What needs to be done
The required result is the number of lines in this material containing the word "Serialize". Write that number and no other text.

= Beginning of Section =

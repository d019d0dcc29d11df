//! Path reconstruction over the solution-induced subgraph.
//!
//! Only edges whose flow exceeds [`ACTIVITY_EPSILON`] take part. Edges
//! are visited in network edge order, so output is deterministic for a
//! fixed edge list.
//!
//! # Strategies
//!
//! - [`PathStrategy::DepthFirst`]: from the source, follow active edges
//!   without revisiting a node already on the current path, carrying
//!   `min(incoming remaining, edge flow)`. A path is emitted on reaching
//!   the sink with positive remaining flow. Paths may share edges, so
//!   their flows need not add up to the total. Worst-case cost is
//!   exponential on dense subgraphs.
//! - [`PathStrategy::Decomposition`]: repeatedly take the fewest-hop
//!   active path, emit it with its bottleneck flow and subtract that
//!   flow. Each round empties at least one edge, so there are at most
//!   as many rounds as active edges, and emitted flows add up.
//!
//! Both stop after `limit` paths. The limit is a presentation limit:
//! it does not guarantee that every flow-carrying path is listed.
//!
//! # Reference
//! Ahuja, Magnanti & Orlin (1993), "Network Flows", Ch. 3.5 (Flow Decomposition)

use log::trace;
use petgraph::graph::{DiGraph, NodeIndex};
use petgraph::visit::EdgeRef;
use petgraph::Direction;
use serde::{Deserialize, Serialize};
use std::collections::{HashMap, VecDeque};
use std::fmt;

use crate::lp::ACTIVITY_EPSILON;
use crate::models::FlowNetwork;

/// Default number of reported paths.
pub const DEFAULT_PATH_LIMIT: usize = 5;

/// A source-to-sink path and the flow attributed to it.
#[derive(Debug, Clone, PartialEq, Serialize, Deserialize)]
pub struct FlowPath {
    /// Node ids from source to sink.
    pub nodes: Vec<String>,
    pub flow: f64,
}

impl fmt::Display for FlowPath {
    fn fmt(&self, f: &mut fmt::Formatter<'_>) -> fmt::Result {
        write!(f, "{} | flow {:.2}", self.nodes.join(" → "), self.flow)
    }
}

/// Path enumeration algorithm.
#[derive(Debug, Clone, Copy, PartialEq, Eq, Default, Serialize, Deserialize)]
#[serde(rename_all = "snake_case")]
pub enum PathStrategy {
    #[default]
    DepthFirst,
    Decomposition,
}

/// Graph view restricted to edges carrying flow.
struct ActiveView<'a> {
    graph: DiGraph<String, usize>,
    index: HashMap<String, NodeIndex>,
    flows: &'a [f64],
}

impl<'a> ActiveView<'a> {
    fn new(network: &FlowNetwork, flows: &'a [f64]) -> Self {
        let (graph, index) = network.graph();
        Self { graph, index, flows }
    }

    fn flow(&self, edge: usize) -> f64 {
        self.flows.get(edge).copied().unwrap_or(0.0)
    }

    /// Active out-edges of `node` as `(head, edge index)`, in edge order.
    ///
    /// petgraph lists adjacency newest-first, hence the sort.
    fn active_out(&self, node: NodeIndex, residual: &[f64]) -> Vec<(NodeIndex, usize)> {
        let mut out: Vec<(NodeIndex, usize)> = self
            .graph
            .edges_directed(node, Direction::Outgoing)
            .map(|e| (e.target(), *e.weight()))
            .filter(|&(_, i)| residual.get(i).copied().unwrap_or(0.0) > ACTIVITY_EPSILON)
            .collect();
        out.sort_by_key(|&(_, i)| i);
        out
    }

    fn path(&self, nodes: &[NodeIndex], flow: f64) -> FlowPath {
        FlowPath {
            nodes: nodes.iter().map(|&n| self.graph[n].clone()).collect(),
            flow,
        }
    }
}

/// Enumerates source-to-sink paths carrying flow.
///
/// `flows` is indexed like [`FlowNetwork::edges`]. `supply` seeds the
/// remaining flow of the depth-first strategy. Unknown endpoints yield no
/// paths.
pub fn reconstruct_paths(
    network: &FlowNetwork,
    flows: &[f64],
    source: &str,
    sink: &str,
    supply: f64,
    strategy: PathStrategy,
    limit: usize,
) -> Vec<FlowPath> {
    let view = ActiveView::new(network, flows);
    let (Some(&from), Some(&to)) = (view.index.get(source), view.index.get(sink)) else {
        return Vec::new();
    };

    let mut paths = Vec::new();
    if limit == 0 {
        return paths;
    }
    match strategy {
        PathStrategy::DepthFirst => {
            let mut stack = vec![from];
            depth_first(&view, to, supply, &mut stack, &mut paths, limit);
        }
        PathStrategy::Decomposition => decompose(&view, from, to, &mut paths, limit),
    }
    for path in &paths {
        trace!("path {path}");
    }
    paths
}

fn depth_first(
    view: &ActiveView<'_>,
    sink: NodeIndex,
    remaining: f64,
    stack: &mut Vec<NodeIndex>,
    paths: &mut Vec<FlowPath>,
    limit: usize,
) {
    let Some(&at) = stack.last() else {
        return;
    };
    if at == sink {
        if remaining > ACTIVITY_EPSILON {
            paths.push(view.path(stack, remaining));
        }
        return;
    }

    for (next, edge) in view.active_out(at, view.flows) {
        if stack.contains(&next) {
            continue;
        }
        stack.push(next);
        depth_first(view, sink, remaining.min(view.flow(edge)), stack, paths, limit);
        stack.pop();
        if paths.len() >= limit {
            return;
        }
    }
}

fn decompose(view: &ActiveView<'_>, source: NodeIndex, sink: NodeIndex, paths: &mut Vec<FlowPath>, limit: usize) {
    let mut residual = view.flows.to_vec();

    while paths.len() < limit {
        // Fewest-hop path on the residual; parent edge per reached node.
        let mut parent: HashMap<NodeIndex, (NodeIndex, usize)> = HashMap::new();
        let mut queue = VecDeque::from([source]);
        while let Some(node) = queue.pop_front() {
            if node == sink {
                break;
            }
            for (next, edge) in view.active_out(node, &residual) {
                if next != source && !parent.contains_key(&next) {
                    parent.insert(next, (node, edge));
                    queue.push_back(next);
                }
            }
        }
        if !parent.contains_key(&sink) {
            break;
        }

        let mut nodes = vec![sink];
        let mut edges = Vec::new();
        let mut at = sink;
        while let Some(&(prev, edge)) = parent.get(&at) {
            nodes.push(prev);
            edges.push(edge);
            at = prev;
        }
        nodes.reverse();

        let bottleneck = edges
            .iter()
            .map(|&e| residual[e])
            .fold(f64::INFINITY, f64::min);
        for &e in &edges {
            residual[e] -= bottleneck;
        }
        paths.push(view.path(&nodes, bottleneck));
    }
}

#[cfg(test)]
mod tests {
    use super::*;
    use crate::models::{Edge, Node};

    fn diamond() -> FlowNetwork {
        FlowNetwork::new()
            .with_node(Node::source("s", 0.0))
            .with_node(Node::intermediate("a"))
            .with_node(Node::intermediate("b"))
            .with_node(Node::sink("t"))
            .with_edge(Edge::new("s", "a", 10.0))
            .with_edge(Edge::new("s", "b", 10.0))
            .with_edge(Edge::new("a", "t", 10.0))
            .with_edge(Edge::new("b", "t", 10.0))
            .with_edge(Edge::new("a", "b", 10.0))
    }

    #[test]
    fn test_single_line_path() {
        let net = FlowNetwork::new()
            .with_node(Node::source("source", 0.0))
            .with_node(Node::intermediate("mid"))
            .with_node(Node::sink("sink"))
            .with_edge(Edge::new("source", "mid", 10.0))
            .with_edge(Edge::new("mid", "sink", 5.0));
        let paths = reconstruct_paths(&net, &[5.0, 5.0], "source", "sink", 5.0, PathStrategy::DepthFirst, 5);
        assert_eq!(paths.len(), 1);
        assert_eq!(paths[0].to_string(), "source → mid → sink | flow 5.00");
    }

    #[test]
    fn test_depth_first_in_edge_order() {
        // s->a 6, s->b 4, a->t 4, b->t 6, a->b 2
        let flows = [6.0, 4.0, 4.0, 6.0, 2.0];
        let paths = reconstruct_paths(&diamond(), &flows, "s", "t", 10.0, PathStrategy::DepthFirst, 5);
        let rendered: Vec<String> = paths.iter().map(|p| p.to_string()).collect();
        assert_eq!(
            rendered,
            vec![
                "s → a → t | flow 4.00",
                "s → a → b → t | flow 2.00",
                "s → b → t | flow 4.00",
            ]
        );
    }

    #[test]
    fn test_limit_is_respected() {
        let flows = [6.0, 4.0, 4.0, 6.0, 2.0];
        let paths = reconstruct_paths(&diamond(), &flows, "s", "t", 10.0, PathStrategy::DepthFirst, 2);
        assert_eq!(paths.len(), 2);
        assert!(reconstruct_paths(&diamond(), &flows, "s", "t", 10.0, PathStrategy::DepthFirst, 0).is_empty());
    }

    #[test]
    fn test_decomposition_flows_add_up() {
        let flows = [6.0, 4.0, 4.0, 6.0, 2.0];
        let paths = reconstruct_paths(&diamond(), &flows, "s", "t", 10.0, PathStrategy::Decomposition, 5);
        let total: f64 = paths.iter().map(|p| p.flow).sum();
        assert!((total - 10.0).abs() < 1e-9);
        assert_eq!(paths[0].to_string(), "s → a → t | flow 4.00");
        assert_eq!(paths.len(), 3);
    }

    #[test]
    fn test_flow_cycle_does_not_loop() {
        let net = FlowNetwork::new()
            .with_node(Node::source("s", 0.0))
            .with_node(Node::intermediate("a"))
            .with_node(Node::intermediate("b"))
            .with_node(Node::sink("t"))
            .with_edge(Edge::new("s", "a", 5.0))
            .with_edge(Edge::new("a", "b", 5.0))
            .with_edge(Edge::new("b", "a", 5.0))
            .with_edge(Edge::new("b", "t", 5.0));
        let flows = [3.0, 5.0, 2.0, 3.0];
        for strategy in [PathStrategy::DepthFirst, PathStrategy::Decomposition] {
            let paths = reconstruct_paths(&net, &flows, "s", "t", 3.0, strategy, 5);
            assert_eq!(paths.len(), 1);
            assert_eq!(paths[0].nodes, vec!["s", "a", "b", "t"]);
            assert!((paths[0].flow - 3.0).abs() < 1e-9);
        }
    }

    #[test]
    fn test_inactive_and_unknown() {
        let flows = [0.005, 0.0, 0.0, 0.0, 0.0];
        assert!(reconstruct_paths(&diamond(), &flows, "s", "t", 10.0, PathStrategy::DepthFirst, 5).is_empty());
        assert!(reconstruct_paths(&diamond(), &flows, "x", "t", 10.0, PathStrategy::DepthFirst, 5).is_empty());
    }
}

= End of Section =

Exercise output
3